Items from a dataset:
• • • • •

//! Configuration management for wildalert.
//!
//! This module provides configuration loading and validation using figment,
//! supporting TOML config files, environment variables, and defaults.

use std::path::PathBuf;
use std::time::Duration;

use figment::{
    providers::{Env, Format, Serialized, Toml},
    Figment,
};
use serde::{Deserialize, Serialize};
use url::Url;

use crate::error::{Error, Result};

/// Default configuration file name.
const CONFIG_FILE_NAME: &str = "config.toml";

/// Default data directory name.
const DATA_DIR_NAME: &str = "wildalert";

/// Default session file name.
const SESSION_FILE_NAME: &str = "session.json";

/// Address used in the feed URL when no identity is available yet.
pub const FALLBACK_EMAIL: &str = "default@example.com";

/// Application configuration.
///
/// Configuration is loaded from (in order of precedence, highest first):
/// 1. Environment variables (prefixed with `WILDALERT_`)
/// 2. TOML config file at `~/.config/wildalert/config.toml`
/// 3. Default values
#[derive(Debug, Clone, Default, PartialEq, Serialize, Deserialize)]
#[serde(default)]
pub struct Config {
    /// Live feed configuration.
    pub feed: FeedConfig,
    /// Alert configuration.
    pub alert: AlertConfig,
    /// Local capture device configuration.
    pub device: DeviceConfig,
    /// Session record configuration.
    pub session: SessionConfig,
}

/// Live-feed configuration.
#[derive(Debug, Clone, PartialEq, Serialize, Deserialize)]
#[serde(default)]
pub struct FeedConfig {
    /// Base URL of the streaming backend; `/video_feed` is appended.
    pub base_url: String,
    /// Interval between automatic retries of a degraded feed.
    pub retry_interval_ms: u64,
    /// Address used when no identity is available.
    pub fallback_email: String,
    /// How long a probe may wait for the first bytes of the stream.
    pub probe_timeout_ms: u64,
}

/// Alert configuration.
#[derive(Debug, Clone, PartialEq, Serialize, Deserialize)]
#[serde(default)]
pub struct AlertConfig {
    /// Base URL of the alert-ingestion service; `/send_alert` is appended.
    pub base_url: String,
    /// How long the "alert sent" notice stays visible.
    pub display_window_ms: u64,
    /// Timeout for a single alert request.
    pub request_timeout_ms: u64,
    /// Location reported when none is given on the command line.
    pub default_location: String,
}

/// Local capture device configuration.
#[derive(Debug, Clone, PartialEq, Serialize, Deserialize)]
#[serde(default)]
pub struct DeviceConfig {
    /// Path of the video device used by the local-capture variant.
    pub path: PathBuf,
}

/// Session record configuration.
#[derive(Debug, Clone, Default, PartialEq, Serialize, Deserialize)]
#[serde(default)]
pub struct SessionConfig {
    /// Path to the persisted session record.
    /// Defaults to `~/.local/share/wildalert/session.json`
    pub session_file: Option<PathBuf>,
}

impl Default for FeedConfig {
    fn default() -> Self {
        Self {
            base_url: "http://localhost:5000".to_string(),
            retry_interval_ms: 5_000,
            fallback_email: FALLBACK_EMAIL.to_string(),
            probe_timeout_ms: 10_000,
        }
    }
}

impl Default for AlertConfig {
    fn default() -> Self {
        Self {
            base_url: "http://localhost:5000".to_string(),
            display_window_ms: 3_000,
            request_timeout_ms: 10_000,
            default_location: "Serengeti National Park".to_string(),
        }
    }
}

impl Default for DeviceConfig {
    fn default() -> Self {
        Self {
            path: PathBuf::from("/dev/video0"),
        }
    }
}

impl Config {
    /// Load configuration from all sources.
    ///
    /// # Errors
    ///
    /// Returns an error if configuration loading or parsing fails.
    pub fn load() -> Result<Self> {
        Self::load_from(None)
    }

    /// Load configuration with an optional custom config path.
    ///
    /// # Errors
    ///
    /// Returns an error if configuration loading or parsing fails.
    pub fn load_from(config_path: Option<PathBuf>) -> Result<Self> {
        let config_file = config_path.unwrap_or_else(Self::default_config_path);

        let figment = Figment::new()
            .merge(Serialized::defaults(Config::default()))
            .merge(Toml::file(&config_file))
            .merge(Env::prefixed("WILDALERT_").split("__"));

        let config: Config = figment.extract()?;
        config.validate()?;
        Ok(config)
    }

    /// Get the default configuration file path.
    #[must_use]
    pub fn default_config_path() -> PathBuf {
        dirs::config_dir()
            .unwrap_or_else(|| PathBuf::from(".config"))
            .join(DATA_DIR_NAME)
            .join(CONFIG_FILE_NAME)
    }

    /// Get the default data directory path.
    #[must_use]
    pub fn default_data_dir() -> PathBuf {
        dirs::data_local_dir()
            .unwrap_or_else(|| PathBuf::from(".local/share"))
            .join(DATA_DIR_NAME)
    }

    /// Validate the configuration.
    ///
    /// # Errors
    ///
    /// Returns an error if any configuration values are invalid.
    pub fn validate(&self) -> Result<()> {
        check_base_url("feed.base_url", &self.feed.base_url)?;
        check_base_url("alert.base_url", &self.alert.base_url)?;

        for (name, value) in [
            ("feed.retry_interval_ms", self.feed.retry_interval_ms),
            ("feed.probe_timeout_ms", self.feed.probe_timeout_ms),
            ("alert.display_window_ms", self.alert.display_window_ms),
            ("alert.request_timeout_ms", self.alert.request_timeout_ms),
        ] {
            if value == 0 {
                return Err(Error::ConfigValidation {
                    message: format!("{name} must be greater than 0"),
                });
            }
        }

        if self.feed.fallback_email.trim().is_empty() {
            return Err(Error::ConfigValidation {
                message: "feed.fallback_email cannot be empty".to_string(),
            });
        }

        Ok(())
    }

    /// Get the session file path, resolving defaults if not set.
    #[must_use]
    pub fn session_file(&self) -> PathBuf {
        self.session
            .session_file
            .clone()
            .unwrap_or_else(|| Self::default_data_dir().join(SESSION_FILE_NAME))
    }

    /// Get the feed retry interval as a Duration.
    #[must_use]
    pub fn retry_interval(&self) -> Duration {
        Duration::from_millis(self.feed.retry_interval_ms)
    }

    /// Get the feed probe timeout as a Duration.
    #[must_use]
    pub fn probe_timeout(&self) -> Duration {
        Duration::from_millis(self.feed.probe_timeout_ms)
    }

    /// Get the alert display window as a Duration.
    #[must_use]
    pub fn display_window(&self) -> Duration {
        Duration::from_millis(self.alert.display_window_ms)
    }

    /// Get the alert request timeout as a Duration.
    #[must_use]
    pub fn request_timeout(&self) -> Duration {
        Duration::from_millis(self.alert.request_timeout_ms)
    }
}

fn check_base_url(name: &str, value: &str) -> Result<()> {
    let url = Url::parse(value).map_err(|e| Error::ConfigValidation {
        message: format!("{name} is not a valid URL ({e}): {value}"),
    })?;
    if !matches!(url.scheme(), "http" | "https") {
        return Err(Error::ConfigValidation {
            message: format!("{name} must use http or https: {value}"),
        });
    }
    Ok(())
}

#[cfg(test)]
mod tests {
    use super::*;

    #[test]
    fn test_default_config() {
        let config = Config::default();

        assert_eq!(config.feed.base_url, "http://localhost:5000");
        assert_eq!(config.feed.fallback_email, FALLBACK_EMAIL);
        assert_eq!(config.alert.display_window_ms, 3_000);
        assert_eq!(config.device.path, PathBuf::from("/dev/video0"));
        assert!(config.session.session_file.is_none());
    }

    #[test]
    fn test_validate_valid_config() {
        assert!(Config::default().validate().is_ok());
    }

    #[test]
    fn test_validate_zero_retry_interval() {
        let mut config = Config::default();
        config.feed.retry_interval_ms = 0;

        let err = config.validate().unwrap_err().to_string();
        assert!(err.contains("retry_interval_ms"));
    }

    #[test]
    fn test_validate_zero_display_window() {
        let mut config = Config::default();
        config.alert.display_window_ms = 0;

        let err = config.validate().unwrap_err().to_string();
        assert!(err.contains("display_window_ms"));
    }

    #[test]
    fn test_validate_invalid_base_url() {
        let mut config = Config::default();
        config.feed.base_url = "localhost:5000/feed".to_string();

        let err = config.validate().unwrap_err().to_string();
        assert!(err.contains("feed.base_url"));
    }

    #[test]
    fn test_validate_relative_alert_url() {
        let mut config = Config::default();
        config.alert.base_url = "/api".to_string();

        let err = config.validate().unwrap_err().to_string();
        assert!(err.contains("alert.base_url"));
    }

    #[test]
    fn test_validate_empty_fallback_email() {
        let mut config = Config::default();
        config.feed.fallback_email = "  ".to_string();

        let err = config.validate().unwrap_err().to_string();
        assert!(err.contains("fallback_email"));
    }

    #[test]
    fn test_session_file_default() {
        let config = Config::default();
        assert!(config
            .session_file()
            .to_string_lossy()
            .contains("session.json"));
    }

    #[test]
    fn test_session_file_custom() {
        let mut config = Config::default();
        config.session.session_file = Some(PathBuf::from("/tmp/wa/session.json"));
        assert_eq!(config.session_file(), PathBuf::from("/tmp/wa/session.json"));
    }

    #[test]
    fn test_durations() {
        let config = Config::default();
        assert_eq!(config.retry_interval(), Duration::from_secs(5));
        assert_eq!(config.display_window(), Duration::from_secs(3));
        assert_eq!(config.probe_timeout(), Duration::from_secs(10));
        assert_eq!(config.request_timeout(), Duration::from_secs(10));
    }

    #[test]
    fn test_default_config_path() {
        let path = Config::default_config_path();
        assert!(path.to_string_lossy().contains("wildalert"));
        assert!(path.to_string_lossy().contains("config.toml"));
    }

    #[test]
    fn test_load_nonexistent_config() {
        let config = Config::load_from(Some(PathBuf::from("/nonexistent/config.toml"))).unwrap();
        assert_eq!(config, Config::default());
    }

    #[test]
    fn test_load_from_toml_file() {
        let dir = tempfile::tempdir().unwrap();
        let path = dir.path().join("config.toml");
        std::fs::write(
            &path,
            "[feed]\nbase_url = \"http://cams.local:8080\"\nretry_interval_ms = 2000\n",
        )
        .unwrap();

        let config = Config::load_from(Some(path)).unwrap();
        assert_eq!(config.feed.base_url, "http://cams.local:8080");
        assert_eq!(config.retry_interval(), Duration::from_secs(2));
        assert_eq!(config.alert, AlertConfig::default());
    }

    #[test]
    fn test_load_from_toml_file_is_validated() {
        let dir = tempfile::tempdir().unwrap();
        let path = dir.path().join("config.toml");
        std::fs::write(&path, "[alert]\ndisplay_window_ms = 0\n").unwrap();

        let err = Config::load_from(Some(path)).unwrap_err();
        assert!(err.to_string().contains("display_window_ms"));
    }

    #[test]
    fn test_load_from_toml_file_all_sections() {
        let dir = tempfile::tempdir().unwrap();
        let path = dir.path().join("config.toml");
        std::fs::write(
            &path,
            "[alert]\ndefault_location = \"Masai Mara\"\n\n[device]\npath = \"/dev/video3\"\n",
        )
        .unwrap();

        let config = Config::load_from(Some(path)).unwrap();
        assert_eq!(config.alert.default_location, "Masai Mara");
        assert_eq!(config.device.path, PathBuf::from("/dev/video3"));
        assert_eq!(config.feed, FeedConfig::default());
    }

    #[test]
    fn test_feed_config_deserialize() {
        let json = r#"{"retry_interval_ms": 1500}"#;
        let feed: FeedConfig = serde_json::from_str(json).unwrap();
        assert_eq!(feed.retry_interval_ms, 1500);
        assert_eq!(feed.fallback_email, FALLBACK_EMAIL);
    }
}
pub mod cycle;
pub mod source;
pub mod tracker;
pub mod types;
pub mod utils;

pub use cycle::{CycleReport, ScrapeCycle};
pub use source::{JsonSource, ObservationSource, SourceError};
pub use tracker::{NoveltyTracker, TrackerError};

/// Database file used when none is configured.
pub const DEFAULT_DB_PATH: &str = "movies.db";
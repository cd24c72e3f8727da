use std::collections::BTreeSet;
use std::fmt::Display;
use std::sync::LazyLock;

use chrono::{DateTime, NaiveDate, NaiveDateTime, Utc};
use regex::Regex;
use serde::{Deserialize, Serialize};

/// Storage format for `first_seen`. Fixed width so that text order is time order,
/// and nanosecond precision so that a stored value reads back unchanged.
pub(crate) const TIMESTAMP_FORMAT: &str = "%Y-%m-%dT%H:%M:%S%.9fZ";

static RE_SLUG_SEPARATOR: LazyLock<Regex> = LazyLock::new(|| {
    Regex::new(r"[^\p{Alphabetic}\p{Nd}]+").expect("invalid regex: slug separator")
});

/// The first time a slug was observed. Never updated once written.
#[derive(Debug, Clone, PartialEq, Eq, Serialize, Deserialize)]
pub struct SeenRecord {
    pub slug: String,
    pub first_seen: DateTime<Utc>,
}

impl SeenRecord {
    pub fn new(slug: impl Into<String>, first_seen: DateTime<Utc>) -> Self {
        Self {
            slug: slug.into(),
            first_seen,
        }
    }
}

impl Display for SeenRecord {
    fn fmt(&self, f: &mut std::fmt::Formatter<'_>) -> std::fmt::Result {
        write!(
            f,
            "{} — {}",
            self.first_seen.format("%Y-%m-%d %H:%M"),
            self.slug
        )
    }
}

/// One item seen by a scrape cycle, usually one film as listed by one theater.
#[derive(Debug, Clone, PartialEq, Serialize, Deserialize)]
pub struct Observation {
    pub slug: String,
    #[serde(default, skip_serializing_if = "Option::is_none")]
    pub title: Option<String>,
    #[serde(default, skip_serializing_if = "BTreeSet::is_empty")]
    pub theaters: BTreeSet<String>,
    /// Release date of an upcoming film.
    #[serde(default, skip_serializing_if = "Option::is_none")]
    pub next: Option<NaiveDate>,
    #[serde(default, skip_serializing_if = "Option::is_none")]
    pub rating: Option<f64>,
    /// Filled in with the cycle timestamp when the scrape routine leaves it out.
    #[serde(default, skip_serializing_if = "Option::is_none")]
    pub observed_at: Option<DateTime<Utc>>,
}

impl Observation {
    pub fn new(slug: impl Into<String>) -> Self {
        Self {
            slug: slug.into(),
            title: None,
            theaters: BTreeSet::new(),
            next: None,
            rating: None,
            observed_at: None,
        }
    }

    pub fn from_title(title: &str) -> Self {
        Self {
            title: Some(title.trim().to_string()),
            ..Self::new(slugify(title))
        }
    }

    pub fn at(mut self, observed_at: DateTime<Utc>) -> Self {
        self.observed_at = Some(observed_at);
        self
    }

    pub fn in_theater(mut self, theater: impl Into<String>) -> Self {
        self.theaters.insert(theater.into());
        self
    }

    pub fn next(mut self, next: NaiveDate) -> Self {
        self.next = Some(next);
        self
    }

    pub fn rated(mut self, rating: f64) -> Self {
        self.rating = Some(rating);
        self
    }
}

/// Every observation of one slug within a cycle, merged.
#[derive(Debug, Clone, PartialEq, Serialize, Deserialize)]
pub struct Film {
    pub slug: String,
    pub title: Option<String>,
    pub theaters: BTreeSet<String>,
    /// Earliest upcoming release date across theaters.
    pub next: Option<NaiveDate>,
    pub rating: Option<f64>,
    /// Earliest observation of the slug in the cycle.
    pub observed_at: DateTime<Utc>,
}

impl Film {
    fn from_observation(obs: Observation, default_at: DateTime<Utc>) -> Self {
        Self {
            observed_at: obs.observed_at.unwrap_or(default_at),
            slug: obs.slug,
            title: obs.title,
            theaters: obs.theaters,
            next: obs.next,
            rating: obs.rating,
        }
    }

    fn absorb(&mut self, obs: Observation, default_at: DateTime<Utc>) {
        if self.title.is_none() {
            self.title = obs.title;
        }
        self.theaters.extend(obs.theaters);
        self.next = match (self.next, obs.next) {
            (Some(a), Some(b)) => Some(a.min(b)),
            (a, b) => a.or(b),
        };
        if self.rating.is_none() {
            self.rating = obs.rating;
        }
        self.observed_at = self.observed_at.min(obs.observed_at.unwrap_or(default_at));
    }

    pub fn display_title(&self) -> &str {
        self.title.as_deref().unwrap_or(&self.slug)
    }
}

impl Display for Film {
    fn fmt(&self, f: &mut std::fmt::Formatter<'_>) -> std::fmt::Result {
        match self.rating {
            Some(rating) => write!(f, "{rating:>4.1}")?,
            None => write!(f, " n/a")?,
        }
        write!(f, "  {}", self.display_title())?;
        if !self.theaters.is_empty() {
            let theaters = self.theaters.iter().cloned().collect::<Vec<_>>();
            write!(f, " • {}", theaters.join(", "))?;
        }
        if let Some(next) = self.next {
            write!(f, " (from {})", next.format("%d-%m-%Y"))?;
        }
        Ok(())
    }
}

/// Merges observations into one [`Film`] per slug, in order of first appearance.
///
/// Theater sets are unioned and the earliest `next` date wins. Title and rating
/// come from the first observation that has one.
pub fn merge_observations(
    observations: Vec<Observation>,
    default_at: DateTime<Utc>,
) -> Vec<Film> {
    let mut films: Vec<Film> = Vec::new();
    for obs in observations {
        match films.iter_mut().find(|f| f.slug == obs.slug) {
            Some(film) => film.absorb(obs, default_at),
            None => films.push(Film::from_observation(obs, default_at)),
        }
    }
    films
}

/// Orders films by rating, highest first. Unrated films go last; ties keep their order.
pub fn rank_films(films: &mut [Film]) {
    films.sort_by(|a, b| match (a.rating, b.rating) {
        (Some(x), Some(y)) => y.total_cmp(&x),
        (Some(_), None) => std::cmp::Ordering::Less,
        (None, Some(_)) => std::cmp::Ordering::Greater,
        (None, None) => std::cmp::Ordering::Equal,
    });
}

/// Lowercases `text` and collapses every run of non-alphanumeric characters into `-`.
///
/// ```
/// assert_eq!(filmwatch::types::slugify("Dune: Part Two"), "dune-part-two");
/// ```
pub fn slugify(text: &str) -> String {
    RE_SLUG_SEPARATOR
        .replace_all(&text.to_lowercase(), "-")
        .trim_matches('-')
        .to_string()
}

pub(crate) fn format_timestamp(ts: &DateTime<Utc>) -> String {
    ts.format(TIMESTAMP_FORMAT).to_string()
}

/// Parses a stored `first_seen`. Rows written by older tooling may use RFC 3339 or
/// a plain `YYYY-MM-DD HH:MM:SS`, both of which are read as UTC.
pub(crate) fn parse_timestamp(text: &str) -> Option<DateTime<Utc>> {
    let text = text.trim();
    if let Ok(naive) = NaiveDateTime::parse_from_str(text, TIMESTAMP_FORMAT) {
        return Some(naive.and_utc());
    }
    if let Ok(ts) = DateTime::parse_from_rfc3339(text) {
        return Some(ts.with_timezone(&Utc));
    }
    ["%Y-%m-%d %H:%M:%S%.f", "%Y-%m-%dT%H:%M:%S%.f"]
        .iter()
        .find_map(|fmt| NaiveDateTime::parse_from_str(text, fmt).ok())
        .map(|naive| naive.and_utc())
}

• • • • •

## Exercise prompt
Only the number is wanted here. Please work out how many lines of the records contain "BTreeSet".

## Exercise result
5